» **WORK TO COMPLETE**
Transcribe the data exactly, stopping after the "pub const USER: &str" line.
BEGIN EXTRACTED MATERIAL
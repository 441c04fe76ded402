use std::sync::Arc;

use axum::Router;
use axum::body::{Body, to_bytes};
use axum::http::{Method, Request, StatusCode};
use folio::config::CorsConfig;
use folio::server::{AppState, cors_layer, create_router};
use folio::store::{SqliteStore, Store};
use serde_json::Value;
use tower::ServiceExt;

pub const ORG: &str = "org-1";
pub const OTHER_ORG: &str = "org-2";
pub const USER: &str = "user-1";

/// In-process router over a private in-memory database.
pub struct TestApp {
    router: Router,
}

impl TestApp {
    pub fn new() -> Self {
        let store = SqliteStore::open_in_memory().expect("open store");
        store.initialize().expect("initialize schema");

        let state = Arc::new(AppState::new(Arc::new(store)));
        Self {
            router: create_router(
                state,
                cors_layer(&CorsConfig::default()).expect("default cors"),
            ),
        }
    }

    pub async fn send(&self, request: Request<Body>) -> (StatusCode, Value) {
        let response = self
            .router
            .clone()
            .oneshot(request)
            .await
            .expect("router is infallible");

        let status = response.status();
        let bytes = to_bytes(response.into_body(), usize::MAX)
            .await
            .expect("read body");
        let body = if bytes.is_empty() {
            Value::Null
        } else {
            serde_json::from_slice(&bytes).unwrap_or_else(|_| {
                Value::String(String::from_utf8_lossy(&bytes).to_string())
            })
        };
        (status, body)
    }

    /// Sends a request as `USER` within `org`.
    pub async fn call(
        &self,
        org: &str,
        method: Method,
        uri: &str,
        body: Option<Value>,
    ) -> (StatusCode, Value) {
        let builder = Request::builder()
            .method(method)
            .uri(uri)
            .header("x-organization-id", org)
            .header("x-user-id", USER);
        self.send(with_body(builder, body)).await
    }

    pub async fn get(&self, uri: &str) -> (StatusCode, Value) {
        self.call(ORG, Method::GET, uri, None).await
    }

    pub async fn post(&self, uri: &str, body: Value) -> (StatusCode, Value) {
        self.call(ORG, Method::POST, uri, Some(body)).await
    }

    pub async fn patch(&self, uri: &str, body: Value) -> (StatusCode, Value) {
        self.call(ORG, Method::PATCH, uri, Some(body)).await
    }

    pub async fn put(&self, uri: &str, body: Value) -> (StatusCode, Value) {
        self.call(ORG, Method::PUT, uri, Some(body)).await
    }

    pub async fn delete(&self, uri: &str) -> (StatusCode, Value) {
        self.call(ORG, Method::DELETE, uri, None).await
    }
}

pub fn with_body(builder: axum::http::request::Builder, body: Option<Value>) -> Request<Body> {
    match body {
        Some(json) => builder
            .header("content-type", "application/json")
            .body(Body::from(json.to_string()))
            .expect("build request"),
        None => builder.body(Body::empty()).expect("build request"),
    }
}

pub fn id(body: &Value) -> String {
    body["data"]["id"].as_str().expect("id in response").to_string()
}
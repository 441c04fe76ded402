use crate::error::{Error, Result};

const MAX_FOLDER_NAME_LEN: usize = 255;
const MAX_PAGE_TITLE_LEN: usize = 512;
const MAX_SLUG_LEN: usize = 128;

fn validate_text(value: &str, entity: &str, max_len: usize) -> Result<String> {
    let value = value.trim();

    if value.is_empty() {
        return Err(Error::validation(format!("{entity} cannot be empty")));
    }
    if value.chars().count() > max_len {
        return Err(Error::validation(format!(
            "{entity} cannot exceed {max_len} characters"
        )));
    }
    if value.chars().any(char::is_control) {
        return Err(Error::validation(format!(
            "{entity} contains invalid characters"
        )));
    }

    Ok(value.to_string())
}

/// Returns the trimmed folder name.
pub fn validate_folder_name(name: &str) -> Result<String> {
    validate_text(name, "Folder name", MAX_FOLDER_NAME_LEN)
}

/// Returns the trimmed page title.
pub fn validate_page_title(title: &str) -> Result<String> {
    validate_text(title, "Page title", MAX_PAGE_TITLE_LEN)
}

pub fn validate_slug(slug: &str) -> Result<()> {
    if slug.is_empty() {
        return Err(Error::validation("Slug cannot be empty"));
    }
    if slug.len() > MAX_SLUG_LEN {
        return Err(Error::validation(format!(
            "Slug cannot exceed {MAX_SLUG_LEN} characters"
        )));
    }
    if !slug
        .chars()
        .all(|c| c.is_ascii_lowercase() || c.is_ascii_digit() || c == '-')
    {
        return Err(Error::validation(
            "Slug can only contain lowercase letters, digits, and hyphens",
        ));
    }
    if slug.starts_with('-') || slug.ends_with('-') {
        return Err(Error::validation(
            "Slug cannot start or end with a hyphen",
        ));
    }
    Ok(())
}
use crate::lexer::prelude::{LexResult, Lexer, Spanned, Token};
use crate::utils::prelude::SrcSpan;
use super::ast::{Expression, Parsed, Program};
use super::error::{parse_error, ParseError, ParseErrorType};

pub trait Parse<T: Iterator<Item = LexResult>>
    where Self: Sized,
{
    fn parse(
        parser: &mut Parser<T>,
        precedence: Option<Precedence>
    ) -> Result<Self, ParseError>;
}

pub trait InfixParse<T: Iterator<Item = LexResult>>
    where Self: Sized,
{
    fn parse(
        parser: &mut Parser<T>,
        left: Expression,
        precedence: Option<Precedence>
    ) -> Result<Self, ParseError>;
}

/// Pratt parser over a fallible token stream. Statement-level failures
/// are recorded and skipped so that parsing always produces a program;
/// callers must inspect the diagnostic list before trusting it.
pub struct Parser<T: Iterator<Item = LexResult>> {
    pub current_token: Spanned,
    pub next_token: Spanned,
    pub errors: Vec<ParseError>,

    tokens: T,
}

impl<T: Iterator<Item = LexResult>> Parser<T> {
    pub fn new(input: T) -> Self {
        let mut parser = Self {
            current_token: (0, Token::Eof, 0),
            next_token: (0, Token::Eof, 0),
            errors: vec![],

            tokens: input,
        };

        parser.step();
        parser.step();

        parser
    }

    pub fn step(&mut self) {
        let _ = self.next_token();
    }

    pub fn next_token(&mut self) -> Spanned {
        let next = loop {
            match self.tokens.next() {
                Some(Ok(token)) => break token,
                Some(Err(err)) => {
                    self.errors.push(ParseError {
                        error: ParseErrorType::LexError { error: err },
                        span: err.location,
                    });
                },
                None => {
                    let end = self.next_token.2;
                    break (end, Token::Eof, end);
                }
            }
        };

        std::mem::replace(
            &mut self.current_token,
            std::mem::replace(&mut self.next_token, next)
        )
    }

    pub fn current_span(&self) -> SrcSpan {
        SrcSpan { start: self.current_token.0, end: self.current_token.2 }
    }

    pub fn current_precedence(&self) -> Precedence {
        Precedence::from(&self.current_token.1)
    }

    pub fn parse(&mut self) -> Parsed {
        let program = match Program::parse(self, None) {
            Ok(program) => program,
            // Program::parse recovers internally; record anything that
            // still escapes and hand back an empty program
            Err(err) => {
                self.errors.push(err);
                Program { statements: vec![], location: SrcSpan { start: 0, end: 0 } }
            }
        };

        Parsed {
            program,
            errors: std::mem::take(&mut self.errors),
        }
    }

    pub fn expect_one(&mut self, token: Token) -> Result<(u32, u32), ParseError> {
        match self.current_token.clone() {
            (start, tok, end) if tok == token => {
                self.step();
                Ok((start, end))
            },
            (start, tok, end) => parse_error(
                ParseErrorType::UnexpectedToken {
                    token: tok,
                    expected: token.kind_name(),
                },
                SrcSpan { start, end }
            )
        }
    }

    pub fn expect_ident(&mut self) -> Result<(u32, String, u32), ParseError> {
        match self.current_token.clone() {
            (start, Token::Ident(value), end) => {
                self.step();
                Ok((start, value, end))
            },
            (start, token, end) => parse_error(
                ParseErrorType::UnexpectedToken {
                    token,
                    expected: "IDENT",
                },
                SrcSpan { start, end }
            )
        }
    }
}

#[derive(Debug, Clone, Copy, PartialEq, PartialOrd)]
pub enum Precedence {
    Lowest,
    Equals,
    LessGreater,
    Sum,
    Product,
    Prefix,
    Call,
    Index,
}

impl From<&Token> for Precedence {
    fn from(value: &Token) -> Self {
        match value {
            Token::Equal | Token::NotEqual => Self::Equals,
            Token::LessThan | Token::GreaterThan => Self::LessGreater,
            Token::Plus | Token::Minus => Self::Sum,
            Token::Slash | Token::Asterisk => Self::Product,
            Token::LParen => Self::Call,
            Token::LBracket => Self::Index,
            _ => Self::Lowest,
        }
    }
}

pub fn parse_source(src: &str) -> Parsed {
    let lexer = Lexer::new(src.char_indices().map(|(i, c)| (i as u32, c)));
    let mut parser = Parser::new(lexer);

    parser.parse()
}

pub fn parse_from_stream(stream: impl Iterator<Item = char>) -> Parsed {
    let lexer = Lexer::new(stream
        .scan(0u32, |pos, c| {
            let start = *pos;
            *pos += c.len_utf8() as u32;
            Some((start, c))
        })
    );
    let mut parser = Parser::new(lexer);

    parser.parse()
}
END EXTRACTED MATERIAL
» **TASK RESPONSE**
repository 441c04fe76ded402
use std::sync::Arc;

use axum::Router;
use axum::body::{Body, to_bytes};
use axum::http::{Method, Request, StatusCode};
use folio::config::CorsConfig;
use folio::server::{AppState, cors_layer, create_router};
use folio::store::{SqliteStore, Store};
use serde_json::Value;
use tower::ServiceExt;

pub const ORG: &str = "org-1";
pub const OTHER_ORG: &str = "org-2";
pub const USER: &str = "user-1";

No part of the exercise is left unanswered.